The animal fatty acid synthase is a dimer of identical, multifunctional 272 kDa subunits oriented antiparallel such that two centers for fatty acid synthesis are formed at the subunit interface. In order to clarify the interdomain and intersubunit communications necessary for the operation of the two centers, we have explored the possibility of reassembling catalytically-active fatty acid synthase heterodimers from pairs of inactive dimers carrying mutations in different functional domains. To this end, rat fatty acid synthase mutants, defective in either the beta-ketoacyl synthase, C161T or K326A (KS- FAS), or the acyl carrier protein, S2151A (ACP- FAS), domains, were engineered by site-directed mutagenesis, expressed in insect Sf9 cells using a baculovirus expression system, and purified. A novel procedure was devised to facilitate rapid production and isolation of a population of mixed mutant dimers that had undergone randomization of its constituent subunits. Homodimeric mutants (KS- FAS/KS- FAS and ACP- FAS/ACP- FAS) and KS- FAS heterodimers consisting of paired C161T and K326A mutant subunits were unable to synthesize fatty acids, confirming the essential nature of residues C161, K326, and S2151A. However, KS- FAS/ACP- FAS heterodimers regained partial activity.
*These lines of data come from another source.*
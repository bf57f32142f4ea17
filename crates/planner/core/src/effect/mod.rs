//! Effect parser: stat deltas hidden in skill names and effect text.
//!
//! Resolution order for a named skill:
//!
//! 1. naming conventions ([`name_delta`]), terminal when matched
//! 2. the first `Grants` and first `Inflicts` clause of the effect text
//! 3. documented families ([`family_delta`]) when the text has no clause
//!
//! Nothing here fails: unparseable input yields no delta.

mod dynamic;
mod rules;
mod scan;

pub use dynamic::{ValueSpec, render_effect, special_value};
pub use rules::{family_delta, name_delta};
pub use scan::{Polarity, StatClause, first_clause};

use crate::stats::Stats;

/// Sum of the first grant clause and the first inflict clause.
///
/// Returns `None` when the text carries neither.
pub fn extract_stat_delta(text: &str) -> Option<Stats> {
    let grants = first_clause(text, Polarity::Grants);
    let inflicts = first_clause(text, Polarity::Inflicts);
    if grants.is_none() && inflicts.is_none() {
        return None;
    }
    Some(
        grants
            .iter()
            .chain(inflicts.iter())
            .map(StatClause::delta)
            .sum(),
    )
}

/// How a named skill's delta was resolved.
#[derive(Clone, Copy, Debug, PartialEq, Eq)]
pub enum EffectDelta {
    /// Matched a naming convention.
    Named(Stats),
    /// Parsed from effect text.
    Text(Stats),
    /// Matched a documented family.
    Family(Stats),
    /// The catalog has no entry for the skill.
    MissingData,
    /// The effect text carries no stat clause.
    NoClause,
}

impl EffectDelta {
    pub fn stats(&self) -> Stats {
        match self {
            EffectDelta::Named(stats) | EffectDelta::Text(stats) | EffectDelta::Family(stats) => {
                *stats
            }
            EffectDelta::MissingData | EffectDelta::NoClause => Stats::ZERO,
        }
    }
}

/// Resolves the delta of a passive A or seal.
///
/// `effect` is `None` when the catalog has no entry. Naming conventions still
/// apply then, since they need nothing but the name.
pub fn named_skill_delta(name: &str, effect: Option<&str>) -> EffectDelta {
    if let Some(stats) = name_delta(name) {
        return EffectDelta::Named(stats);
    }
    let Some(effect) = effect else {
        return EffectDelta::MissingData;
    };
    if let Some(stats) = extract_stat_delta(effect) {
        return EffectDelta::Text(stats);
    }
    match family_delta(name) {
        Some(stats) => EffectDelta::Family(stats),
        None => EffectDelta::NoClause,
    }
}

#[cfg(test)]
mod tests {
    use super::*;
    use crate::stats::Stat;

    #[test]
    fn grant_and_inflict_combine() {
        let text = "Grants Atk/Spd+5. Inflicts Def/Res-5.";
        assert_eq!(extract_stat_delta(text), Some(Stats::new(0, 5, 5, -5, -5)));
    }

    #[test]
    fn text_without_clause_is_none() {
        assert_eq!(extract_stat_delta("Effective against flying units."), None);
        assert_eq!(extract_stat_delta(""), None);
    }

    #[test]
    fn name_rule_wins_even_without_data() {
        assert_eq!(
            named_skill_delta("HP +5", None),
            EffectDelta::Named(Stats::single(Stat::Hp, 5))
        );
    }

    #[test]
    fn family_is_a_fallback_for_silent_text() {
        let delta = named_skill_delta("Fury 3", Some("Unit takes 6 damage after combat."));
        assert_eq!(delta, EffectDelta::Family(Stats::new(0, 3, 3, 3, 3)));

        let text = "Grants Atk/Spd/Def/Res+3. Unit takes 6 damage after combat.";
        let delta = named_skill_delta("Fury 3", Some(text));
        assert_eq!(delta, EffectDelta::Text(Stats::new(0, 3, 3, 3, 3)));
    }

    #[test]
    fn missing_data_and_silent_text_are_zero() {
        assert_eq!(named_skill_delta("Vantage 3", None), EffectDelta::MissingData);
        assert_eq!(
            named_skill_delta("Vantage 3", Some("Unit counterattacks first.")),
            EffectDelta::NoClause
        );
        assert_eq!(EffectDelta::NoClause.stats(), Stats::ZERO);
    }
}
Formation of these heterodimers necessitated prior dissociation and reassociation of the homodimers, indicating that the rate of spontaneous exchange of subunits in the dimer is negligible. The formation of catalytically-active heterodimers from pairs of inactive, complementary homodimers affords a useful method for testing the validity of the current model for the multifunctional complex.